===== Data supplied

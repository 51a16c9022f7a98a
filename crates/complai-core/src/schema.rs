/// Arrow schema definitions for the precedent knowledge base.
pub mod precedents {
    use arrow::datatypes::{DataType, Field, Schema, TimeUnit};
    use std::sync::Arc;

    /// Embedding dimensionality of all-MiniLM-L6-v2.
    pub const EMBED_DIM: i32 = 384;

    /// Schema for the `precedents` table written by the corpus ingester.
    ///
    /// `key_themes` is stored comma-joined so the store can filter it with a
    /// plain SQL `LIKE` clause during hybrid search.
    pub fn precedent_schema(embed_dim: i32) -> Schema {
        Schema::new(vec![
            Field::new("case_id", DataType::Utf8, false),
            Field::new("full_text", DataType::Utf8, false),
            Field::new("product_type", DataType::Utf8, true),
            Field::new("key_themes", DataType::Utf8, true),
            Field::new("fos_outcome", DataType::Utf8, true),
            Field::new(
                "embedding",
                DataType::FixedSizeList(
                    Arc::new(Field::new("item", DataType::Float32, true)),
                    embed_dim,
                ),
                true,
            ),
            Field::new(
                "ingested_at",
                DataType::Timestamp(TimeUnit::Nanosecond, Some("UTC".into())),
                true,
            ),
        ])
    }
}

#[cfg(test)]
mod tests {
    use super::precedents;

    #[test]
    fn precedent_schema_has_expected_fields() {
        let schema = precedents::precedent_schema(precedents::EMBED_DIM);
        assert_eq!(schema.fields().len(), 7);
        assert!(schema.field_with_name("case_id").is_ok());
        assert!(schema.field_with_name("full_text").is_ok());
        assert!(schema.field_with_name("embedding").is_ok());
    }

    #[test]
    fn embedding_column_is_fixed_size_list() {
        let schema = precedents::precedent_schema(4);
        let field = schema.field_with_name("embedding").unwrap();
        match field.data_type() {
            arrow::datatypes::DataType::FixedSizeList(_, dim) => assert_eq!(*dim, 4),
            other => panic!("unexpected embedding type: {other:?}"),
        }
    }
}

==========

Once you have read the entries, reproduce each one exactly.

repository 51a16c9022f7a98a
filename crates/complai-core/src/schema.rs
/// Arrow schema definitions for the precedent knowledge base.
pub mod precedents {
    use arrow::datatypes::{DataType, Field, Schema, TimeUnit};
    use std::sync::Arc;

    /// Embedding dimensionality of all-MiniLM-L6-v2.
    pub const EMBED_DIM: i32 = 384;

    /// Schema for the `precedents` table written by the corpus ingester.
    ///
    /// `key_themes` is stored comma-joined so the store can filter it with a
    /// plain SQL `LIKE` clause during hybrid search.
    pub fn precedent_schema(embed_dim: i32) -> Schema {
        Schema::new(vec![
            Field::new("case_id", DataType::Utf8, false),
            Field::new("full_text", DataType::Utf8, false),
            Field::new("product_type", DataType::Utf8, true),
            Field::new("key_themes", DataType::Utf8, true),
            Field::new("fos_outcome", DataType::Utf8, true),
            Field::new(
                "embedding",
                DataType::FixedSizeList(
                    Arc::new(Field::new("item", DataType::Float32, true)),
                    embed_dim,
                ),
                true,
            ),
            Field::new(
                "ingested_at",
                DataType::Timestamp(TimeUnit::Nanosecond, Some("UTC".into())),
                true,
            ),
        ])
    }
}

#[cfg(test)]
mod tests {
    use super::precedents;

    #[test]
    fn precedent_schema_has_expected_fields() {
        let schema = precedents::precedent_schema(precedents::EMBED_DIM);
        assert_eq!(schema.fields().len(), 7);
        assert!(schema.field_with_name("case_id").is_ok());
        assert!(schema.field_with_name("full_text").is_ok());
        assert!(schema.field_with_name("embedding").is_ok());
    }

    #[test]
    fn embedding_column_is_fixed_size_list() {
        let schema = precedents::precedent_schema(4);
        let field = schema.field_with_name("embedding").unwrap();
        match field.data_type() {
            arrow::datatypes::DataType::FixedSizeList(_, dim) => assert_eq!(*dim, 4),
            other => panic!("unexpected embedding type: {other:?}"),
        }
    }
}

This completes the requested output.